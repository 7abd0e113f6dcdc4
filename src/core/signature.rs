//! SC-002: Call signatures and the argument/return adapter.
//!
//! A signature is immutable once built. Equality and hashing are structural
//! and ignore the optional name.

use crate::core::error::{Result, ScriptError};
use crate::core::types::{Type, Value};
use serde::{Deserialize, Serialize};
use std::cmp::Ordering;
use std::fmt;
use std::hash::{Hash, Hasher};

/// Declared call contract of a function or macro.
#[derive(Debug, Clone, Serialize, Deserialize)]
#[serde(try_from = "RawSignature")]
pub struct Signature {
    name: Option<String>,
    params: Vec<Type>,
    var_args: bool,
    returns: Type,
}

/// Decoded fields, checked through `Signature::new` before use.
#[derive(Deserialize)]
struct RawSignature {
    name: Option<String>,
    params: Vec<Type>,
    var_args: bool,
    returns: Type,
}

impl TryFrom<RawSignature> for Signature {
    type Error = ScriptError;

    fn try_from(raw: RawSignature) -> Result<Self> {
        Self::new(raw.name.as_deref(), raw.params, raw.var_args, raw.returns)
    }
}

impl Signature {
    /// Build a signature. For variable arity the last parameter type is the
    /// element type of the trailing array.
    pub fn new(name: Option<&str>, params: Vec<Type>, var_args: bool, returns: Type) -> Result<Self> {
        if var_args && params.is_empty() {
            return Err(ScriptError::InvalidSignature(
                "a signature without parameters cannot be variable-arity".to_string(),
            ));
        }
        if returns.is_primitive() {
            return Err(ScriptError::InvalidSignature(format!(
                "primitive return type '{}' is not allowed",
                returns
            )));
        }
        if let Some(p) = params.iter().find(|p| p.is_primitive()) {
            return Err(ScriptError::InvalidSignature(format!(
                "primitive parameter type '{}' is not allowed",
                p
            )));
        }
        Ok(Self {
            name: name.filter(|n| !n.is_empty()).map(str::to_string),
            params,
            var_args,
            returns,
        })
    }

    /// `(Object ...):Object`, accepts anything.
    pub fn free() -> Self {
        Self {
            name: None,
            params: vec![Type::Object],
            var_args: true,
            returns: Type::Object,
        }
    }

    /// `():Object`
    pub fn procedure() -> Self {
        Self {
            name: None,
            params: Vec::new(),
            var_args: false,
            returns: Type::Object,
        }
    }

    /// `main($Args:String ...):Void`
    pub fn main() -> Self {
        Self {
            name: Some("main".to_string()),
            params: vec![Type::Text],
            var_args: true,
            returns: Type::Void,
        }
    }

    pub fn name(&self) -> Option<&str> {
        self.name.as_deref()
    }

    pub fn params(&self) -> &[Type] {
        &self.params
    }

    pub fn param_count(&self) -> usize {
        self.params.len()
    }

    pub fn param_type(&self, index: usize) -> Option<&Type> {
        self.params.get(index)
    }

    pub fn is_var_args(&self) -> bool {
        self.var_args
    }

    pub fn return_type(&self) -> &Type {
        &self.returns
    }

    /// Copy with a different name.
    pub fn renamed(&self, name: Option<&str>) -> Self {
        Self {
            name: name.filter(|n| !n.is_empty()).map(str::to_string),
            ..self.clone()
        }
    }

    /// Map caller arguments onto the exact shape the body expects.
    ///
    /// The result always has `param_count()` elements; for variable arity the
    /// last one is an array of the element type.
    pub fn adjust_parameters(&self, args: &[Value]) -> Result<Vec<Value>> {
        let count = self.params.len();
        let mut adjusted: Vec<Value>;

        if self.var_args {
            let Some(element) = self.params.last() else {
                return Err(self.incompatible(args));
            };
            match args.len().cmp(&count) {
                Ordering::Less => {
                    if args.len() + 1 < count {
                        return Err(self.incompatible(args));
                    }
                    adjusted = args.to_vec();
                    adjusted.push(Value::empty_array(element.clone()));
                }
                Ordering::Equal => {
                    adjusted = args[..count - 1].to_vec();
                    let trailing = self
                        .adjust_trailing(&args[count - 1], element)
                        .ok_or_else(|| self.incompatible(args))?;
                    adjusted.push(trailing);
                }
                Ordering::Greater => {
                    let excess = &args[count - 1..];
                    if !excess.iter().all(|v| element.accepts(v)) {
                        return Err(self.incompatible(args));
                    }
                    adjusted = args[..count - 1].to_vec();
                    adjusted.push(Value::Array {
                        element: element.clone(),
                        items: excess.to_vec(),
                    });
                }
            }
        } else {
            if args.len() != count {
                return Err(self.incompatible(args));
            }
            adjusted = args.to_vec();
        }

        let fixed = if self.var_args { count - 1 } else { count };
        for (ty, arg) in self.params.iter().zip(adjusted.iter()).take(fixed) {
            if !ty.accepts(arg) {
                return Err(self.incompatible(args));
            }
        }
        Ok(adjusted)
    }

    fn adjust_trailing(&self, last: &Value, element: &Type) -> Option<Value> {
        if last.is_null() {
            return Some(Value::empty_array(element.clone()));
        }
        if element.is_instance(last) {
            return Some(Value::Array {
                element: element.clone(),
                items: vec![last.clone()],
            });
        }
        match last {
            Value::Array {
                element: inner,
                items,
            } => {
                if element.is_assignable_from(inner) {
                    Some(last.clone())
                } else if items.iter().all(|v| element.accepts(v)) {
                    Some(Value::Array {
                        element: element.clone(),
                        items: items.clone(),
                    })
                } else {
                    None
                }
            }
            _ => None,
        }
    }

    /// Validate a returned value, converting between numeric wrappers.
    pub fn ensure_return_compatible(&self, value: Value) -> Result<Value> {
        if value.is_null() || self.returns.is_instance(&value) {
            return Ok(value);
        }
        if self.returns.is_numeric_wrapper() {
            if let Some(converted) = value.convert_number(&self.returns) {
                return Ok(converted);
            }
        }
        Err(ScriptError::InvalidReturn {
            value: value.to_string(),
            signature: self.to_string(),
        })
    }

    /// Can a body with this signature stand in where `other` is expected?
    pub fn is_substitutable_for(&self, other: &Signature) -> bool {
        if self == other {
            return true;
        }
        if self.var_args != other.var_args || self.params.len() != other.params.len() {
            return false;
        }
        let returns_ok = other.returns == Type::Void || other.returns.is_assignable_from(&self.returns);
        returns_ok
            && self
                .params
                .iter()
                .zip(&other.params)
                .all(|(mine, theirs)| mine.is_assignable_from(theirs))
    }

    fn incompatible(&self, args: &[Value]) -> ScriptError {
        let described: Vec<String> = args.iter().map(Value::describe).collect();
        ScriptError::IncompatibleParameter {
            args: described.join(", "),
            signature: self.to_string(),
        }
    }
}

impl PartialEq for Signature {
    fn eq(&self, other: &Self) -> bool {
        self.var_args == other.var_args && self.returns == other.returns && self.params == other.params
    }
}

impl Eq for Signature {}

impl Hash for Signature {
    fn hash<H: Hasher>(&self, state: &mut H) {
        self.params.hash(state);
        self.var_args.hash(state);
        self.returns.hash(state);
    }
}

impl fmt::Display for Signature {
    fn fmt(&self, f: &mut fmt::Formatter<'_>) -> fmt::Result {
        write!(f, "function (")?;
        for (i, p) in self.params.iter().enumerate() {
            if i != 0 {
                write!(f, ", ")?;
            }
            write!(f, "{}", p)?;
            if self.var_args && i == self.params.len() - 1 {
                write!(f, " ...")?;
            }
        }
        write!(f, "):{}", self.returns)
    }
}

impl std::str::FromStr for Signature {
    type Err = ScriptError;

    /// Parse `(name:Type, ...):Type`; parameter names are dropped.
    fn from_str(s: &str) -> Result<Self> {
        crate::core::header::parse_signature(None, s).map(|(sig, _)| sig)
    }
}
#[cfg(test)]
mod tests {
    use super::*;
    use crate::core::types::Value;

    const ADD: &str = "// @RPN:\n// { function (a:Integer, b:Integer):Integer }\na b +\n";

    fn registry() -> Registry {
        Registry::with_builtins()
    }

    fn merged(code: &str) -> (Executable, String) {
        let exec = registry().compile("add.rpn", code).unwrap();
        let text = merge(code, &exec).unwrap();
        (exec, text)
    }

    #[test]
    fn test_sc022_pad_source() {
        assert_eq!(pad_source("S"), "S\n\n\n");
        assert_eq!(pad_source("S\n"), "S\n\n\n");
        assert_eq!(pad_source("S\n\n\n\n"), "S\n\n\n\n");
        assert_eq!(pad_source(""), "\n\n\n");
    }

    #[test]
    fn test_sc022_merge_layout() {
        let (_, text) = merged(ADD);
        assert!(text.starts_with(ADD));
        let lines: Vec<&str> = text.lines().collect();
        let n = lines.len();
        assert!(lines[n - 1].ends_with("*/"));
        assert_eq!(lines[n - 1].len(), COMMENT_WIDTH);
        assert!(lines[n - 2].starts_with("##:COUNTS:0x"));
        assert!(lines[n - 2].ends_with(';'));
        assert!(lines[n - 3].starts_with("##:HASHES:0x"));
        assert_eq!(lines[n - 4], "}");
        assert!(lines.contains(&BLOCK_OPEN));
        let counts = lines[n - 2];
        let source_len = usize::from_str_radix(counts[12..20].trim(), 16).unwrap();
        assert_eq!(source_len, utf16_len(&pad_source(ADD)));
    }

    #[test]
    fn test_sc022_roundtrip_is_fresh() {
        let (exec, text) = merged(ADD);
        let out = extract(&text, &registry());
        assert_eq!(out.validation, Validation::Fresh);
        assert_eq!(out.code, pad_source(ADD));
        let back = out.executable.unwrap();
        assert_eq!(back, exec);
        assert_eq!(back.run(&[Value::Int(20), Value::Int(22)]).unwrap(), Value::Int(42));
    }

    #[test]
    fn test_sc022_no_trailer() {
        let out = extract(ADD, &registry());
        assert_eq!(out.validation, Validation::NoTrailer);
        assert_eq!(out.code, ADD);
        assert!(out.executable.is_none());
    }

    #[test]
    fn test_sc022_source_edit_is_stale_source() {
        let (_, text) = merged(ADD);
        let edited = text.replacen("a b +", "a b *", 1);
        let out = extract(&edited, &registry());
        assert_eq!(out.validation, Validation::StaleSource);
        assert_eq!(out.code, pad_source(ADD).replacen("a b +", "a b *", 1));
    }

    #[test]
    fn test_sc022_source_growth_recovers_code_by_margin() {
        let (_, text) = merged(ADD);
        let edited = text.replacen("a b +", "a b + 1 +", 1);
        let out = extract(&edited, &registry());
        assert_eq!(out.validation, Validation::StaleSource);
        assert!(out.code.ends_with("a b + 1 +\n\n\n"));
        assert!(!out.code.contains("##:"));
    }

    #[test]
    fn test_sc022_block_edit_is_stale_compiled() {
        let (_, text) = merged(ADD);
        let open = text.find(BLOCK_OPEN).unwrap() + BLOCK_OPEN.len() + 1;
        let mut bytes = text.clone().into_bytes();
        bytes[open + 5] = if bytes[open + 5] == b'A' { b'B' } else { b'A' };
        let edited = String::from_utf8(bytes).unwrap();
        let out = extract(&edited, &registry());
        assert_eq!(out.validation, Validation::StaleCompiled);
        assert_eq!(out.code, pad_source(ADD));
    }

    #[test]
    fn test_sc022_length_past_end_is_malformed() {
        let (_, text) = merged(ADD);
        let at = text.rfind("\n##:COUNTS:0x").unwrap() + 13;
        let edited = format!("{}FFFFFFF0{}", &text[..at], &text[at + 8..]);
        let out = extract(&edited, &registry());
        assert!(matches!(out.validation, Validation::Malformed(_)));
        assert_eq!(out.code, pad_source(ADD));
    }

    #[test]
    fn test_sc022_zero_block_length_is_malformed() {
        let (_, text) = merged(ADD);
        let at = text.rfind("\n##:COUNTS:0x").unwrap() + 13 + 8 + 3;
        let edited = format!("{}       0{}", &text[..at], &text[at + 8..]);
        let out = extract(&edited, &registry());
        assert!(matches!(out.validation, Validation::Malformed(_)));
        assert_eq!(out.code, pad_source(ADD));
        assert!(out.executable.is_none());
    }

    #[test]
    fn test_sc022_source_edit_splitting_a_character_is_stale_source() {
        let (_, text) = merged(ADD);
        let last_pad = pad_source(ADD).len() - 1;
        let edited = format!("{}\u{1F600}{}", &text[..last_pad], &text[last_pad + 1..]);
        let out = extract(&edited, &registry());
        assert_eq!(out.validation, Validation::StaleSource);
        assert!(out.code.starts_with(ADD));

        let off = ResolveOptions {
            recompile: false,
            force: false,
        };
        let r = resolve_text("add.rpn", &edited, &registry(), off).unwrap();
        assert!(r.executable.is_none());
        assert_eq!(r.validation, Validation::StaleSource);
    }

    #[test]
    fn test_sc022_unparsable_counts_is_malformed() {
        let (_, text) = merged(ADD);
        let edited = text.replacen("##:COUNTS:0x", "##:COUNTS:0xZZ", 1);
        assert!(matches!(
            extract(&edited, &registry()).validation,
            Validation::Malformed(_)
        ));
        let trailing = format!("{}\n", text);
        assert!(matches!(
            extract(&trailing, &registry()).validation,
            Validation::Malformed(_)
        ));
    }

    #[test]
    fn test_sc022_inner_digest_mismatch_is_stale_compiled() {
        // outer lines are consistent, the payload claims other source
        let exec = registry().compile("add.rpn", ADD).unwrap();
        let payload = codec::encode_payload(&Payload {
            executable: exec.record().unwrap(),
            source_digest: hash_text("something else"),
        })
        .unwrap();
        let envelope = codec::encode_envelope(&Envelope {
            version: codec::ENVELOPE_VERSION,
            engine: "RPN".to_string(),
            parameter: None,
            payload,
        })
        .unwrap();
        let text = seal(&pad_source(ADD), &codec::compiled_block(&envelope), exec.engine().as_ref());
        let out = extract(&text, &registry());
        assert_eq!(out.validation, Validation::StaleCompiled);
        assert_eq!(out.code, pad_source(ADD));
    }

    #[test]
    fn test_sc022_unknown_engine_is_stale_compiled() {
        let (_, text) = merged(ADD);
        let out = extract(&text, &Registry::new());
        assert_eq!(out.validation, Validation::StaleCompiled);
        assert!(out.executable.is_none());
    }

    #[test]
    fn test_sc022_non_serializable_engine_emits_source_only() {
        let code = "// @RPN(interpret):\nS\n";
        let exec = registry().compile("s.rpn", code).unwrap();
        let text = merge(code, &exec).unwrap();
        assert_eq!(text, pad_source(code));
        for _ in 0..2 {
            let r = resolve_text("s.rpn", &text, &registry(), ResolveOptions::default()).unwrap();
            assert_eq!(r.validation, Validation::NoTrailer);
            assert!(r.rebuilt);
        }
    }

    #[test]
    fn test_sc022_resolve_fresh_does_not_rebuild() {
        let (_, text) = merged(ADD);
        let r = resolve_text("add.rpn", &text, &registry(), ResolveOptions::default()).unwrap();
        assert!(!r.rebuilt);
        assert!(r.validation.is_fresh());
        let forced = resolve_text(
            "add.rpn",
            &text,
            &registry(),
            ResolveOptions {
                recompile: false,
                force: true,
            },
        )
        .unwrap();
        assert!(forced.rebuilt);
    }

    #[test]
    fn test_sc022_resolve_without_recompile() {
        let off = ResolveOptions {
            recompile: false,
            force: false,
        };
        let r = resolve_text("add.rpn", ADD, &registry(), off).unwrap();
        assert!(r.executable.is_none());
        assert_eq!(r.validation, Validation::NoTrailer);

        let (_, text) = merged(ADD);
        let at = text.rfind("\n##:COUNTS:0x").unwrap() + 13;
        let broken = format!("{}FFFFFFF0{}", &text[..at], &text[at + 8..]);
        assert!(matches!(
            resolve_text("add.rpn", &broken, &registry(), off),
            Err(ScriptError::MalformedCache { .. })
        ));
    }

    #[test]
    fn test_sc022_compile_error_is_fatal() {
        let bad = "// @RPN:\n1 @ 2\n";
        assert!(resolve_text("bad.rpn", bad, &registry(), ResolveOptions::default()).is_err());
    }

    #[test]
    fn test_sc022_compile_to_text_replaces_stale_trailer() {
        let (_, text) = merged(ADD);
        let edited = text.replacen("a b +", "a b -", 1);
        let (exec, rewritten) = compile_to_text("add.rpn", &edited, &registry()).unwrap();
        assert_eq!(rewritten.matches(BLOCK_OPEN).count(), 1);
        let out = extract(&rewritten, &registry());
        assert_eq!(out.validation, Validation::Fresh);
        assert_eq!(exec.run(&[Value::Int(5), Value::Int(3)]).unwrap(), Value::Int(2));
    }

    #[test]
    fn test_sc022_non_ascii_source_counts_utf16() {
        let code = "// @RPN:\n// { script }\n\"h\u{e9}llo \u{1F600}\" len\n";
        let (_, text) = merged(code);
        let out = extract(&text, &registry());
        assert_eq!(out.validation, Validation::Fresh);
        assert_eq!(out.code, pad_source(code));
    }
}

● EXERCISE REQUIREMENTS:
Report how many lines in the listing above have the string "codec" in them; write the number only.

● EXERCISE OUTPUT:
4